Show, from the entries below, every line in which "qualifiers" appears.

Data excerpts
----

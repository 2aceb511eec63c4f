//! Conversion between named, shaped values and the flat vector an optimizer
//! works on.
//!
//! Values are laid out one after another in the order given, each one
//! flattened in row-major order. [`unpack`] reverses [`pack`] exactly.

use ndarray::{Array1, ArrayView1};

use crate::error::{Result, SmitFitError};
use crate::numeric::{from_shape, Numerical};

/// Ordered names and shapes of packed values.
pub type Shapes = Vec<(String, Vec<usize>)>;

/// Number of elements in an array of the given shape. A scalar (`[]`) has one.
pub fn shape_size(shape: &[usize]) -> usize {
    shape.iter().product()
}

/// Concatenate values into one flat vector.
///
/// ```
/// use smitfit::numeric::scalar;
/// use smitfit::parameters::pack;
/// use ndarray::array;
///
/// let values = [scalar(1.0), array![2.0, 3.0].into_dyn()];
/// assert_eq!(pack(&values), array![1.0, 2.0, 3.0]);
/// ```
pub fn pack<'a, I>(values: I) -> Array1<f64>
where
    I: IntoIterator<Item = &'a Numerical>,
{
    values
        .into_iter()
        .flat_map(|value| value.iter().copied())
        .collect()
}

/// Split a flat vector back into named values with the given shapes.
///
/// Fails with [`SmitFitError::ShapeMismatch`] if the vector length is not the
/// total size of `shapes`.
pub fn unpack(
    flat: ArrayView1<'_, f64>,
    shapes: &[(String, Vec<usize>)],
) -> Result<Vec<(String, Numerical)>> {
    let expected: usize = shapes.iter().map(|(_, shape)| shape_size(shape)).sum();
    if flat.len() != expected {
        return Err(SmitFitError::ShapeMismatch(format!(
            "expected {} values, got {}",
            expected,
            flat.len()
        )));
    }

    let mut offset = 0;
    let mut values = Vec::with_capacity(shapes.len());
    for (name, shape) in shapes {
        let size = shape_size(shape);
        let data = flat.slice(ndarray::s![offset..offset + size]).to_vec();
        let value = from_shape(shape, data).ok_or_else(|| {
            SmitFitError::ShapeMismatch(format!("cannot reshape '{}' to {:?}", name, shape))
        })?;
        values.push((name.clone(), value));
        offset += size;
    }

    Ok(values)
}
//! Integration tests for the Parameters collection
//!
//! These tests verify that the Parameters collection behaves correctly in various scenarios.

use ndarray::array;
use smitfit::numeric::scalar;
use smitfit::parameters::{Parameter, Parameters};
use smitfit::{Model, SmitFitError};
use std::collections::BTreeSet;

fn model() -> Model {
    Model::parse(["y == amp * exp(-k1 * t) + amp2 * exp(-k2 * t) + c"]).unwrap()
}

#[test]
fn test_define_all_parameters() {
    let params = model().define_parameters("*").unwrap();
    assert_eq!(params.names(), vec!["amp", "amp2", "c", "k1", "k2", "t"]);
    assert!(params.iter().all(|p| p.guess() == &scalar(1.0)));
}

#[test]
fn test_define_by_pattern() {
    let params = model().define_parameters("k*").unwrap();
    assert_eq!(params.names(), vec!["k1", "k2"]);

    let params = model().define_parameters("amp*").unwrap();
    assert_eq!(params.names(), vec!["amp", "amp2"]);
}

#[test]
fn test_define_by_names() {
    let params = model().define_parameters("c, amp; k1").unwrap();
    assert_eq!(params.names(), vec!["c", "amp", "k1"]);

    let params = model().define_parameters(vec!["k2", "c"]).unwrap();
    assert_eq!(params.names(), vec!["k2", "c"]);
}

#[test]
fn test_define_unknown_name() {
    let err = model().define_parameters("amp, nope").unwrap_err();
    assert!(matches!(err, SmitFitError::UnknownSymbol(name) if name == "nope"));
}

#[test]
fn test_define_with_guesses() {
    let params = model()
        .define_parameters([("amp", 10.0), ("k1", 0.5)])
        .unwrap();

    assert_eq!(params.names(), vec!["amp", "k1"]);
    assert_eq!(params.get("amp").unwrap().guess(), &scalar(10.0));
    assert_eq!(params.get("k1").unwrap().guess(), &scalar(0.5));
}

#[test]
fn test_free_fixed_partition() {
    let mut params = model().define_parameters("amp amp2 c k1 k2").unwrap();
    let all: BTreeSet<String> = params.names().into_iter().map(str::to_string).collect();

    params.fix("amp2, k2").unwrap();
    assert_eq!(params.free().names(), vec!["amp", "c", "k1"]);
    assert_eq!(params.fixed().names(), vec!["amp2", "k2"]);

    let union: BTreeSet<String> = params
        .free()
        .names()
        .into_iter()
        .chain(params.fixed().names())
        .map(str::to_string)
        .collect();
    assert_eq!(union, all);

    params.unfix(["amp2", "k2"]).unwrap();
    assert!(params.fixed().is_empty());
    assert_eq!(params.free().names(), params.names());
}

#[test]
fn test_fix_unknown_parameter() {
    let mut params = model().define_parameters("amp c").unwrap();
    let err = params.fix("amp k9").unwrap_err();
    assert!(matches!(err, SmitFitError::UnknownParameter(name) if name == "k9"));
}

#[test]
fn test_bulk_setters_apply_up_to_first_error() {
    let mut params = model().define_parameters("amp c k1").unwrap();

    let err = params
        .set_guesses(vec![("amp", 3.0), ("missing", 1.0), ("c", 7.0)])
        .unwrap_err();
    assert!(matches!(err, SmitFitError::UnknownParameter(_)));
    assert_eq!(params.get("amp").unwrap().guess(), &scalar(3.0));
    assert_eq!(params.get("c").unwrap().guess(), &scalar(1.0));

    params
        .set_bounds([("k1", (0.0, 2.0)), ("c", (-1.0, f64::INFINITY))])
        .unwrap();
    let bounds = params.get("k1").unwrap().bounds();
    assert_eq!((bounds.min, bounds.max), (0.0, 2.0));

    let err = params.set_bounds([("amp", (5.0, 1.0))]).unwrap_err();
    assert!(matches!(err, SmitFitError::Bounds(_)));
}

#[test]
fn test_array_guess_shapes() {
    let mut params = Parameters::new();
    params
        .add(Parameter::new("k").with_guess(array![[1.0, 2.0], [3.0, 4.0]]))
        .unwrap();
    params.add(Parameter::new("c")).unwrap();

    let free = params.free();
    assert_eq!(free.size(), 5);
    assert_eq!(free.shapes()[0], ("k".to_string(), vec![2, 2]));
    assert_eq!(free.element_bounds().len(), 5);
}

#[test]
fn test_duplicate_parameter() {
    let mut params = Parameters::new();
    params.add(Parameter::new("a")).unwrap();
    let err = params.add(Parameter::new("a")).unwrap_err();
    assert!(matches!(err, SmitFitError::DuplicateParameter(_)));
}

#[test]
fn test_json_round_trip() {
    let mut params = model().define_parameters([("amp", 2.0), ("k1", 0.1)]).unwrap();
    params.set_bounds([("k1", (0.0, 1.0))]).unwrap();
    params.fix("amp").unwrap();

    let loaded = Parameters::from_json(&params.to_json().unwrap()).unwrap();
    assert_eq!(loaded, params);
}
//! Fit through a minimizer that works on named variables.

use ndarray::Array1;
use serde::{Deserialize, Serialize};
use std::collections::BTreeMap;
use tracing::{debug, warn};

use super::{named, Fit};
use crate::error::{Result, SmitFitError};
use crate::lm::{LeastSquaresSolver, LevenbergMarquardt};
use crate::loss::{flat_concat, Loss};
use crate::numeric::{Bindings, Numerical};
use crate::parameters::{pack, shape_size, unpack, Bounds, Parameters, Shapes};
use crate::problem::Problem;
use crate::result::FitResult;
use crate::symbolic::Layered;
use crate::uncertainty::{standard_errors, FitStatistics};

/// Residual function of named variable values.
pub type Objective<'f> = dyn Fn(&Bindings) -> Result<Array1<f64>> + 'f;

/// A named optimizer variable.
#[derive(Debug, Clone, PartialEq, Serialize, Deserialize)]
pub struct Variable {
    pub name: String,
    pub value: Numerical,
    pub min: f64,
    pub max: f64,
    /// Held at `value` when false
    pub vary: bool,
}

impl Variable {
    pub fn new(name: impl Into<String>, value: Numerical) -> Self {
        Self {
            name: name.into(),
            value,
            min: f64::NEG_INFINITY,
            max: f64::INFINITY,
            vary: true,
        }
    }
}

/// Final value of a variable.
#[derive(Debug, Clone, PartialEq, Serialize, Deserialize)]
pub struct VariableEstimate {
    pub name: String,
    pub value: Numerical,
    /// Absent for held variables and when no covariance was available
    pub std_dev: Option<Numerical>,
    pub vary: bool,
}

/// What a [`Minimizer`] returns.
#[derive(Debug, Clone, PartialEq, Serialize, Deserialize)]
pub struct MinimizerReport {
    pub variables: Vec<VariableEstimate>,
    pub chisqr: f64,
    pub redchi: Option<f64>,
    pub aic: Option<f64>,
    pub bic: Option<f64>,
    pub ndata: usize,
    pub nvarys: usize,
    pub nfev: usize,
    pub success: bool,
    pub message: String,
}

impl MinimizerReport {
    pub fn get(&self, name: &str) -> Option<&VariableEstimate> {
        self.variables.iter().find(|v| v.name == name)
    }
}

/// A minimizer over named variables.
pub trait Minimizer {
    /// Minimize the squared norm of `objective` over the varying `variables`.
    ///
    /// `objective` receives a value for every variable, held ones included.
    fn minimize(
        &self,
        objective: &Objective<'_>,
        variables: &[Variable],
    ) -> Result<MinimizerReport>;
}

/// [`Minimizer`] backed by a bounded least-squares solver.
#[derive(Debug, Clone)]
pub struct LeastSquaresMinimizer<S = LevenbergMarquardt> {
    solver: S,
}

impl LeastSquaresMinimizer {
    pub fn new() -> Self {
        Self {
            solver: LevenbergMarquardt::default(),
        }
    }
}

impl Default for LeastSquaresMinimizer {
    fn default() -> Self {
        Self::new()
    }
}

impl<S: LeastSquaresSolver> LeastSquaresMinimizer<S> {
    pub fn with_solver(solver: S) -> Self {
        Self { solver }
    }
}

struct NamedProblem<'p, 'f> {
    objective: &'p Objective<'f>,
    shapes: Shapes,
    held: Bindings,
    n_params: usize,
}

impl NamedProblem<'_, '_> {
    fn values(&self, params: &Array1<f64>) -> Result<Bindings> {
        let mut values = self.held.clone();
        values.extend(unpack(params.view(), &self.shapes)?);
        Ok(values)
    }
}

impl Problem for NamedProblem<'_, '_> {
    fn eval(&self, params: &Array1<f64>) -> Result<Array1<f64>> {
        (self.objective)(&self.values(params)?)
    }

    fn parameter_count(&self) -> usize {
        self.n_params
    }
}

impl<S: LeastSquaresSolver> Minimizer for LeastSquaresMinimizer<S> {
    fn minimize(
        &self,
        objective: &Objective<'_>,
        variables: &[Variable],
    ) -> Result<MinimizerReport> {
        let varying: Vec<&Variable> = variables.iter().filter(|v| v.vary).collect();

        let mut bounds = Vec::new();
        for variable in &varying {
            let b = Bounds::new(variable.min, variable.max)?;
            bounds.extend(std::iter::repeat(b).take(variable.value.len()));
        }

        let shapes: Shapes = varying
            .iter()
            .map(|v| (v.name.clone(), v.value.shape().to_vec()))
            .collect();
        let x0 = pack(varying.iter().map(|v| &v.value));
        let held: Bindings = variables
            .iter()
            .filter(|v| !v.vary)
            .map(|v| (v.name.clone(), v.value.clone()))
            .collect();

        let problem = NamedProblem {
            objective,
            shapes,
            held,
            n_params: x0.len(),
        };

        let report = self.solver.solve(&problem, x0, &bounds)?;

        let nvarys = problem.shapes.iter().map(|(_, s)| shape_size(s)).sum();
        let statistics = FitStatistics::from_residuals(&report.residuals, nvarys);

        let fitted: BTreeMap<String, Numerical> =
            named(unpack(report.params.view(), &problem.shapes)?);
        let mut std_devs = match &report.covariance {
            Some(covar) => named(standard_errors(covar, &problem.shapes)?),
            None => BTreeMap::new(),
        };

        let estimates = variables
            .iter()
            .map(|variable| {
                let value = fitted
                    .get(&variable.name)
                    .filter(|_| variable.vary)
                    .unwrap_or(&variable.value)
                    .clone();
                VariableEstimate {
                    name: variable.name.clone(),
                    value,
                    std_dev: std_devs.remove(&variable.name),
                    vary: variable.vary,
                }
            })
            .collect();

        Ok(MinimizerReport {
            variables: estimates,
            chisqr: statistics.chisqr,
            redchi: statistics.redchi,
            aic: statistics.aic,
            bic: statistics.bic,
            ndata: statistics.ndata,
            nvarys,
            nfev: report.func_evals,
            success: report.success,
            message: report.message,
        })
    }
}

/// Fits a [`Parameters`] set through a [`Minimizer`].
///
/// Every parameter becomes a [`Variable`] with its guess and bounds; fixed
/// parameters are registered with `vary = false`.
pub struct MinimizeFit<'a, L: Loss + ?Sized, M = LeastSquaresMinimizer> {
    loss: &'a L,
    parameters: &'a Parameters,
    xdata: Bindings,
    minimizer: M,
}

impl<'a, L: Loss + ?Sized> MinimizeFit<'a, L> {
    pub fn new(loss: &'a L, parameters: &'a Parameters, xdata: Bindings) -> Self {
        Self {
            loss,
            parameters,
            xdata,
            minimizer: LeastSquaresMinimizer::new(),
        }
    }
}

impl<'a, L: Loss + ?Sized, M: Minimizer> MinimizeFit<'a, L, M> {
    /// Replace the minimizer.
    pub fn with_minimizer<T: Minimizer>(self, minimizer: T) -> MinimizeFit<'a, L, T> {
        MinimizeFit {
            loss: self.loss,
            parameters: self.parameters,
            xdata: self.xdata,
            minimizer,
        }
    }

    fn variables(&self) -> Vec<Variable> {
        self.parameters
            .iter()
            .map(|p| Variable {
                name: p.name().to_string(),
                value: p.guess().clone(),
                min: p.bounds().min,
                max: p.bounds().max,
                vary: !p.is_fixed(),
            })
            .collect()
    }
}

impl<L: Loss + ?Sized, M: Minimizer> Fit for MinimizeFit<'_, L, M> {
    fn fit(&self) -> Result<FitResult> {
        let free = self.parameters.free();
        let fixed = self.parameters.fixed();
        let variables = self.variables();

        debug!(
            free = ?free.names(),
            fixed = ?fixed.names(),
            "starting minimizer fit"
        );

        let objective = |values: &Bindings| -> Result<Array1<f64>> {
            let context = Layered {
                front: values,
                back: &self.xdata,
            };
            Ok(flat_concat(&self.loss.weighted_residuals(&context)?))
        };
        let report = self.minimizer.minimize(&objective, &variables)?;
        if !report.success {
            warn!(message = %report.message, "minimizer did not converge");
        }

        let mut fit_parameters = BTreeMap::new();
        let mut errors = BTreeMap::new();
        for name in free.names() {
            let estimate = report.get(name).ok_or_else(|| {
                SmitFitError::OptimizationFailure(format!(
                    "minimizer returned no value for '{}'",
                    name
                ))
            })?;
            fit_parameters.insert(name.to_string(), estimate.value.clone());
            if let Some(std_dev) = &estimate.std_dev {
                errors.insert(name.to_string(), std_dev.clone());
            }
        }

        let mut qualifiers = BTreeMap::new();
        qualifiers.insert("chisqr".to_string(), report.chisqr);
        for (name, value) in [("redchi", report.redchi), ("aic", report.aic), ("bic", report.bic)] {
            if let Some(value) = value {
                qualifiers.insert(name.to_string(), value);
            }
        }

        debug!(chisqr = report.chisqr, success = report.success, "minimizer fit finished");

        Ok(FitResult::new(
            fit_parameters,
            named(fixed.guess()),
            errors,
            qualifiers,
            named(free.guess()),
            serde_json::to_value(&report)?,
        ))
    }
}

----

(FINISHED TASK)
        let mut qualifiers = BTreeMap::new();
        qualifiers.insert("chisqr".to_string(), report.chisqr);
                qualifiers.insert(name.to_string(), value);
            qualifiers,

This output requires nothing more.